Sua Santità Gyalwang Karmapa: E' il Dharma che ho praticato fino ad oggi, l'effettivo, vero Dharma?

Sua Santità Gyalwang Karmapa apre il Terzo Incontro d’Inverno di Dharma Arya Kshema.

Giovedì 14 Gennaio 2016 Monastero di Tergar, Bodh Gaya, Bihar, India. Appunti ed editing del Dr. Luciano Villa, revisione dell’Ing. Alessandro Tenzin Villa e di Graziella Romania nell’ambito del Progetto Free Dharma Teachings per il beneficio di tutti gli esseri senzienti.

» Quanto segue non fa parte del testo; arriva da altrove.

//! OpenAPI documentation module
//!
//! Serves the OpenAPI 3 document with Swagger UI at `/api-docs` and ReDoc
//! at `/redoc`.

// Allow clippy warnings from macro-generated code in utoipa derive
#![allow(clippy::needless_for_each)]

use axum::{Router, response::Html, routing::get};
use utoipa::OpenApi;
use utoipa_redoc::{Redoc, Servable};
use utoipa_swagger_ui::SwaggerUi;

use crate::{handlers, state::AppState};

/// Where the JSON document is served
pub const OPENAPI_JSON_PATH: &str = "/api-docs/openapi.json";

#[derive(OpenApi)]
#[openapi(
    info(
        title = "Echo Forge API",
        version = "0.1.0",
        description = "Voice cloning backend: todos, API-key sessions, transcription, transliteration and speech generation",
        license(name = "MIT", url = "https://opensource.org/licenses/MIT")
    ),
    servers(
        (url = "/", description = "Local server")
    ),
    tags(
        (name = "health", description = "Liveness and readiness"),
        (name = "todos", description = "Todo records stored in the hosted database"),
        (name = "auth", description = "OAuth sign-in and stored API keys"),
        (name = "transcription", description = "Speech-to-text for uploaded audio"),
        (name = "generation", description = "Text cleaning, transliteration and speech synthesis"),
        (name = "voices", description = "Voice cloning and the provider voice library")
    ),
    paths(
        handlers::health::root,
        handlers::health::health_check,
        handlers::health::readiness_check,
        handlers::todos::list_todos,
        handlers::todos::get_todo,
        handlers::todos::create_todo,
        handlers::todos::update_todo,
        handlers::todos::delete_todo,
        handlers::auth::google_sign_in,
        handlers::auth::store_session,
        handlers::auth::get_session,
        handlers::transcription::transcribe,
        handlers::transcription::history,
        handlers::generation::generate,
        handlers::generation::transliterate,
        handlers::voices::clone_voice,
        handlers::voices::list_voices,
        handlers::voices::delete_voice,
        handlers::voices::download,
    ),
    components(
        schemas(
            handlers::health::HealthResponse,
            handlers::health::ReadinessResponse,
            handlers::health::DatabaseStatusResponse,
            handlers::health::TranscriptionStatusResponse,
            handlers::todos::TodoRequest,
            handlers::todos::TodoResponse,
            handlers::auth::SessionRequest,
            handlers::auth::SessionResponse,
            handlers::transcription::TranscriptionResponse,
            handlers::transcription::TranscriptionUpload,
            handlers::generation::GenerateRequest,
            handlers::generation::GenerationJobResponse,
            handlers::generation::TransliterateRequest,
            handlers::generation::TransliterateResponse,
            handlers::voices::VoiceCloneUpload,
            handlers::voices::VoiceCloneResponse,
            handlers::voices::VoiceResponse,
            handlers::voices::VoiceListResponse,
            handlers::voices::MessageResponse,
            crate::error::ErrorResponse,
        )
    )
)]
#[derive(Debug)]
pub struct ApiDoc;

/// Routes for `/api-docs`, `/api-docs/openapi.json` and `/redoc`
pub fn create_openapi_routes() -> Router<AppState> {
    let redoc = Redoc::with_url(OPENAPI_JSON_PATH, ApiDoc::openapi());

    Router::new()
        .route("/redoc", get(|| async move { Html(redoc.to_html()) }))
        .merge(SwaggerUi::new("/api-docs").url(OPENAPI_JSON_PATH, ApiDoc::openapi()))
}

In una giornata calda e soleggiata, inusuale in questo periodo dell’anno, s’apre il Terzo Incontro d’Inverno di Dharma Arya Kshema con Sua Santità il Karmapa che fa ingresso nella sala principale del Monastero di Tergar a Bodhgaya, India, offrendo tre prostrazioni al Buddha ed alle statue dei Maestri, come il sedicesimo Karmapa. La sala stessa è gremita da oltre 410 monache di nove monasteri in Nepal, India e Bhutan e da centinaia e centinaia di monaci. Ai lati della sala sono allineati gli osservatori tra cui molte monache e laici provenienti da tutto il mondo. Il webcast in inglese, cinese e spagnolo rende la sessione di questa mattina fruibile a più di due mila ascoltatori sparsi in tutto il mondo. Tra mille peripezie dopo voli infiniti e sconvolgenti fusi orari siamo riusciti finalmente a raggiungere l’albero della Bodhi dove il Buddha raggiunse l’illuminazione ed il Monastero di Sua Santità il Karmapa per ascoltare le sue parole di saggezza.

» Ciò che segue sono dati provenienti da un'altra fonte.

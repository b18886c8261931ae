//! Application configuration
//!
//! Split into focused sub-modules:
//! - `server`: HTTP server and logging settings
//! - `providers`: Supabase, speech, voice and transliteration services
//! - `storage`: upload and output directories, upload limits
//! - `security`: session key encryption

mod providers;
mod security;
mod server;
mod storage;

use std::{collections::HashMap, fmt, path::Path};

use serde::{Deserialize, Serialize};

pub use providers::{SpeechAppConfig, SupabaseAppConfig, TransliterationAppConfig, VoiceAppConfig};
pub use security::SecurityConfig;
pub use server::{LogFormat, ServerConfig};
pub use storage::StorageConfig;

/// Environment variable prefix for structured overrides
/// (e.g. `ECHO_FORGE_SERVER__PORT`)
pub const ENV_PREFIX: &str = "ECHO_FORGE";

/// Well-known variables honoured on top of the prefixed ones, and the keys
/// they override
const WELL_KNOWN_VARS: [(&str, &str); 5] = [
    ("PORT", "server.port"),
    ("SUPABASE_URL", "supabase.url"),
    ("SUPABASE_SERVICE_ROLE_KEY", "supabase.service_role_key"),
    ("OPENAI_API_KEY", "speech.api_key"),
    ("ELEVENLABS_API_KEY", "voice.api_key"),
];

/// Application environment (development or production)
#[derive(Debug, Clone, Copy, PartialEq, Eq, Default, Serialize, Deserialize)]
#[serde(rename_all = "lowercase")]
pub enum Environment {
    #[default]
    Development,
    /// Insecure settings are reported at startup
    Production,
}

impl fmt::Display for Environment {
    fn fmt(&self, f: &mut fmt::Formatter<'_>) -> fmt::Result {
        match self {
            Self::Development => write!(f, "development"),
            Self::Production => write!(f, "production"),
        }
    }
}

impl std::str::FromStr for Environment {
    type Err = String;

    fn from_str(s: &str) -> Result<Self, Self::Err> {
        match s.to_lowercase().as_str() {
            "development" | "dev" => Ok(Self::Development),
            "production" | "prod" => Ok(Self::Production),
            _ => Err(format!(
                "Invalid environment: {s}. Use 'development' or 'production'"
            )),
        }
    }
}

/// Main application configuration
#[derive(Debug, Clone, Default, Serialize, Deserialize)]
pub struct AppConfig {
    #[serde(default)]
    pub environment: Environment,

    #[serde(default)]
    pub server: ServerConfig,

    #[serde(default)]
    pub supabase: SupabaseAppConfig,

    /// Speech-to-text (OpenAI)
    #[serde(default)]
    pub speech: SpeechAppConfig,

    /// Voice cloning and synthesis (ElevenLabs)
    #[serde(default)]
    pub voice: VoiceAppConfig,

    #[serde(default)]
    pub transliteration: TransliterationAppConfig,

    #[serde(default)]
    pub storage: StorageConfig,

    #[serde(default)]
    pub security: SecurityConfig,
}

impl AppConfig {
    /// Load configuration from `config.toml` (optional) and the process
    /// environment
    pub fn load() -> Result<Self, config::ConfigError> {
        Self::load_from(Path::new("config"), std::env::vars().collect())
    }

    /// Load configuration from `file` (extension optional, may be missing)
    /// and an explicit variable map
    ///
    /// Precedence, lowest first: built-in defaults, the file, prefixed
    /// `ECHO_FORGE_*` variables, well-known variables such as `PORT`.
    pub fn load_from(
        file: &Path,
        vars: HashMap<String, String>,
    ) -> Result<Self, config::ConfigError> {
        let mut builder = config::Config::builder()
            .add_source(config::File::from(file).required(false))
            .add_source(
                config::Environment::with_prefix(ENV_PREFIX)
                    .prefix_separator("_")
                    .separator("__")
                    .list_separator(",")
                    .with_list_parse_key("server.allowed_origins")
                    .try_parsing(true)
                    .source(Some(vars.clone())),
            );

        for (var, key) in WELL_KNOWN_VARS {
            let value = vars.get(var).filter(|v| !v.trim().is_empty()).cloned();
            builder = builder.set_override_option(key, value)?;
        }

        builder.build()?.try_deserialize()
    }

    pub fn is_production(&self) -> bool {
        self.environment == Environment::Production
    }
}

#[cfg(test)]
mod tests {
    use std::io::Write;

    use secrecy::ExposeSecret;

    use super::*;

    fn vars(pairs: &[(&str, &str)]) -> HashMap<String, String> {
        pairs
            .iter()
            .map(|(k, v)| ((*k).to_string(), (*v).to_string()))
            .collect()
    }

    fn missing() -> &'static Path {
        Path::new("/nonexistent/echo-forge-config")
    }

    #[test]
    fn defaults_without_any_source() {
        let config = AppConfig::load_from(missing(), HashMap::new()).unwrap();
        assert_eq!(config.environment, Environment::Development);
        assert_eq!(config.server.port, 3000);
        assert_eq!(config.storage.upload_dir, Path::new("uploads/audio"));
        assert!(config.speech.api_key.is_none());
        assert!(config.security.session_encryption_key.is_none());
    }

    #[test]
    fn well_known_variables_override() {
        let config = AppConfig::load_from(
            missing(),
            vars(&[
                ("PORT", "8080"),
                ("SUPABASE_URL", "https://abc.supabase.co"),
                ("SUPABASE_SERVICE_ROLE_KEY", "service-key"),
                ("OPENAI_API_KEY", "sk-openai"),
                ("ELEVENLABS_API_KEY", "xi-key"),
            ]),
        )
        .unwrap();

        assert_eq!(config.server.port, 8080);
        assert_eq!(config.supabase.url, "https://abc.supabase.co");
        assert_eq!(
            config
                .supabase
                .service_role_key
                .as_ref()
                .map(|k| k.expose_secret().to_string()),
            Some("service-key".to_string())
        );
        assert!(config.speech.to_openai_config().has_api_key());
        assert!(config.voice.to_elevenlabs_config().has_api_key());
    }

    #[test]
    fn prefixed_variables_use_double_underscore() {
        let config = AppConfig::load_from(
            missing(),
            vars(&[
                ("ECHO_FORGE_ENVIRONMENT", "production"),
                ("ECHO_FORGE_SERVER__HOST", "127.0.0.1"),
                ("ECHO_FORGE_STORAGE__UPLOAD_DIR", "/tmp/up"),
                (
                    "ECHO_FORGE_SERVER__ALLOWED_ORIGINS",
                    "https://a.example,https://b.example",
                ),
            ]),
        )
        .unwrap();

        assert!(config.is_production());
        assert_eq!(config.server.host, "127.0.0.1");
        assert_eq!(config.storage.upload_dir, Path::new("/tmp/up"));
        assert_eq!(
            config.server.allowed_origins,
            vec!["https://a.example", "https://b.example"]
        );
    }

    #[test]
    fn well_known_port_beats_prefixed_port() {
        let config = AppConfig::load_from(
            missing(),
            vars(&[("ECHO_FORGE_SERVER__PORT", "4000"), ("PORT", "5000")]),
        )
        .unwrap();
        assert_eq!(config.server.port, 5000);
    }

    #[test]
    fn empty_well_known_variable_is_ignored() {
        let config = AppConfig::load_from(missing(), vars(&[("OPENAI_API_KEY", "  ")])).unwrap();
        assert!(config.speech.api_key.is_none());
    }

    #[test]
    fn file_values_are_loaded() {
        let mut file = tempfile::Builder::new().suffix(".toml").tempfile().unwrap();
        writeln!(
            file,
            "environment = \"production\"\n\n[server]\nport = 9000\nlog_format = \"json\"\n\n[storage]\noutput_dir = \"/srv/out\""
        )
        .unwrap();

        let config = AppConfig::load_from(file.path(), HashMap::new()).unwrap();
        assert!(config.is_production());
        assert_eq!(config.server.port, 9000);
        assert_eq!(config.server.log_format, LogFormat::Json);
        assert_eq!(config.storage.output_dir, Path::new("/srv/out"));
    }

    #[test]
    fn secrets_are_not_serialized_or_printed() {
        let config = AppConfig::load_from(
            missing(),
            vars(&[
                ("OPENAI_API_KEY", "sk-very-secret"),
                ("SUPABASE_SERVICE_ROLE_KEY", "service-very-secret"),
            ]),
        )
        .unwrap();

        let debug = format!("{config:?}");
        assert!(!debug.contains("very-secret"));
        let toml = toml::to_string(&config).unwrap();
        assert!(!toml.contains("very-secret"));
    }

    #[test]
    fn environment_parses_aliases() {
        assert_eq!("prod".parse::<Environment>(), Ok(Environment::Production));
        assert_eq!("Dev".parse::<Environment>(), Ok(Environment::Development));
        assert!("staging".parse::<Environment>().is_err());
    }
}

I partecipanti sono giunti fin qui per ascoltare ogni mattina per quattordici giorni l’insegnamento del Karmapa sul “Prezioso Ornamento della Liberazione” di Gampopa. Lo scopo per cui si tiene questo incontro è di migliorare le abilità di dibattito delle monache attraverso gli insegnamenti e la pratica quotidiana. Come momento culminante di questo incontro formativo, le monache parteciperanno a quattro giorni di sadhane e pratiche rituali: Tara Bianca Che Conferisce Tutti i Siddhi; Karma Pakshi Guru Yoga; le Offerte alle Cinque Sorelle di Lunga Vita (Tseringma), e l’ampio Rituale del Chӧ, Una Ghirlanda di Gioielli composta dal Terzo Karmapa Rangjung Dorje. L’ultimo giorno, il 3 febbraio, le monache si impegneranno in un dibattito formale di chiusura. Inoltre, in un giorno astrologicamente propizio, offriranno una puja speciale per la fioritura del Dharma delle monache.

Questo programma completo di studio, pratica, e dibattito incarna il desiderio del Karmapa che le monache si impegnino e diventare abili nei tre addestramenti della disciplina, la meditazione, e la saggezza. Come Sua Santità il Karmapa ha detto in passato: “Penso che per me sia importante fare tutto il possibile per sostenere gli insegnamenti e la pratica delle monache, per aiutarle a sviluppare l’ascolto, la contemplazione e la meditazione. Quindi, dal profondo del mio cuore, voglio dedicare tanto impegno a questo scopo, secondo le mie possibilità. Ritengo che sia per me appropriato adoperarmi, da ora fino alla fine di questa vita, in accordo con le attività del precedente Karmapa, il che è anche di assoluta necessità nella società contemporanea “.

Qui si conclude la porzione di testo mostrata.